JP Morgan: JP Morgan is one of the best-performing banks. Its size and diversified revenue stream (mortgage, corporate loans, credit card, advisory, trading, wealth management) helped it navigate the financial crisis with resiliency. Having said that, financial companies are one of the most difficult sectors to truly analyze. There's just so many assumptions that go into the financial assets (products they've invested in) on their balance sheet. If any of those assumptions are wrong (like appropriate default rates for MBS products in 2007-2009), then look out for significant write-downs on those asset values.

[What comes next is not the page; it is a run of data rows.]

//! Prometheus metrics for the ingestion trigger.

use metrics::counter;
use metrics_exporter_prometheus::{BuildError, PrometheusBuilder, PrometheusHandle};

pub const INGEST_EVENTS_TOTAL: &str = "finreel_ingest_events_total";

/// Install the Prometheus recorder and return the render handle.
pub fn init_metrics() -> Result<PrometheusHandle, BuildError> {
    PrometheusBuilder::new().install_recorder()
}

/// Count a handled event by outcome.
pub fn record_event(outcome: &str) {
    counter!(INGEST_EVENTS_TOTAL, "outcome" => outcome.to_string()).increment(1);
}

Intel: Intel's high margin is primarily due to its dominate position in microprocessor units, or MPUs, with over 80% market share. Intel's margin story is similar to Cisco (NASDAQ:CSCO), which also dominates its market (switches and routers) and has 21.7% net margins. The concern on Intel is as PC demand slows and consumers switch to tablets/smartphones, will Intel eventually be as dominant in mobile chips as it has been with PC chips.
Dow Jones Operating Metrics
Besides looking at current net profit margins, it's helpful to look at what analysts are projecting for margins going forward. For example, Microsoft's net margins are expected to decline from 31.4% to 29.9% from 2012-2014. Also, companies with current low margins like Alcoa (NYSE:AA), are projected to increase their margins from 1.2% to 3.6% from 2012-2013.

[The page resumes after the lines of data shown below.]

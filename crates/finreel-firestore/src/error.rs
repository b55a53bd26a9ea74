//! Firestore error types.

use finreel_models::TransitionError;
use thiserror::Error;

/// Result type for Firestore operations.
pub type FirestoreResult<T> = Result<T, FirestoreError>;

/// Errors that can occur during Firestore operations.
#[derive(Debug, Error)]
pub enum FirestoreError {
    #[error("Authentication failed: {0}")]
    AuthError(String),

    #[error("Document not found: {0}")]
    NotFound(String),

    #[error("Document already exists: {0}")]
    AlreadyExists(String),

    #[error("Permission denied: {0}")]
    PermissionDenied(String),

    #[error("Request failed: {0}")]
    RequestFailed(String),

    #[error("Server error ({0}): {1}")]
    ServerError(u16, String),

    #[error("Invalid response: {0}")]
    InvalidResponse(String),

    #[error("Rate limited: {0}")]
    RateLimited(String),

    #[error("Network error: {0}")]
    Network(#[from] reqwest::Error),

    #[error("JSON error: {0}")]
    Json(#[from] serde_json::Error),

    #[error("Precondition failed: {0}")]
    PreconditionFailed(String),

    #[error(transparent)]
    InvalidTransition(#[from] TransitionError),
}

impl FirestoreError {
    pub fn auth_error(msg: impl Into<String>) -> Self {
        Self::AuthError(msg.into())
    }

    pub fn not_found(path: impl Into<String>) -> Self {
        Self::NotFound(path.into())
    }

    pub fn request_failed(msg: impl Into<String>) -> Self {
        Self::RequestFailed(msg.into())
    }

    /// Map an HTTP error response onto an error variant.
    ///
    /// Firestore reports most failures with a canonical status string in
    /// the body (`ALREADY_EXISTS`, `FAILED_PRECONDITION`, ...), which is more
    /// precise than the HTTP code alone.
    pub fn from_http_status(status: u16, message: String) -> Self {
        if message.contains("ALREADY_EXISTS") {
            return Self::AlreadyExists(message);
        }
        if message.contains("FAILED_PRECONDITION") {
            return Self::PreconditionFailed(message);
        }

        match status {
            401 => Self::AuthError(message),
            403 => Self::PermissionDenied(message),
            404 => Self::NotFound(message),
            409 => Self::AlreadyExists(message),
            412 => Self::PreconditionFailed(message),
            429 => Self::RateLimited(message),
            500..=599 => Self::ServerError(status, message),
            _ => Self::RequestFailed(message),
        }
    }

    /// HTTP status this error corresponds to, for metrics.
    pub fn http_status(&self) -> Option<u16> {
        match self {
            FirestoreError::AuthError(_) => Some(401),
            FirestoreError::PermissionDenied(_) => Some(403),
            FirestoreError::NotFound(_) => Some(404),
            FirestoreError::AlreadyExists(_) => Some(409),
            FirestoreError::PreconditionFailed(_) => Some(412),
            FirestoreError::RateLimited(_) => Some(429),
            FirestoreError::ServerError(code, _) => Some(*code),
            FirestoreError::RequestFailed(_) => Some(400),
            FirestoreError::Network(e) => e.status().map(|s| s.as_u16()),
            _ => None,
        }
    }

    /// True if the error was caused by a failed precondition (e.g., updateTime mismatch).
    pub fn is_precondition_failed(&self) -> bool {
        matches!(self, FirestoreError::PreconditionFailed(_))
    }
}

Dow Jones Valuation Multiples
As of April 23, 2013, the Dow Index average multiples are the following: 13.8x 2013E P/E, 12.3x 2014E P/E, and 2.4x 2013E P/E-to-Growth. The average dividend yield is 2.6%, with an average dividend payout ratio of 36.2%. The average P/B is 3.5x.
Note: The Dow Jones Industrials Index includes Verizon (VZ), AT&T (T), General Electric (GE), United Technologies (UTX), DuPont (DD), Exxon (XOM), Chevron (CVX), Johnson and Johnson (JNJ), Pfizer , Merck , Coca Cola (KO), McDonald's (MCD), Proctor & Gamble (PG), Hewlett-Packard (HP), IBM (IBM), Intel , Microsoft , Cisco (CSCO), 3M (MMM), Boeing (BA), Caterpillar (CAT), Alcoa , Home Depot (HD), Wal-Mart (WMT), Disney (DIS), UnitedHealth (UNH), American Express (AXP), Bank of America (BAC), JP Morgan and Travelers (TRV).
Disclosure: I am long AAPL, AA, MCD. I wrote this article myself, and it expresses my own opinions. I am not receiving compensation for it (other than from Seeking Alpha). I have no business relationship with any company whose stock is mentioned in this article.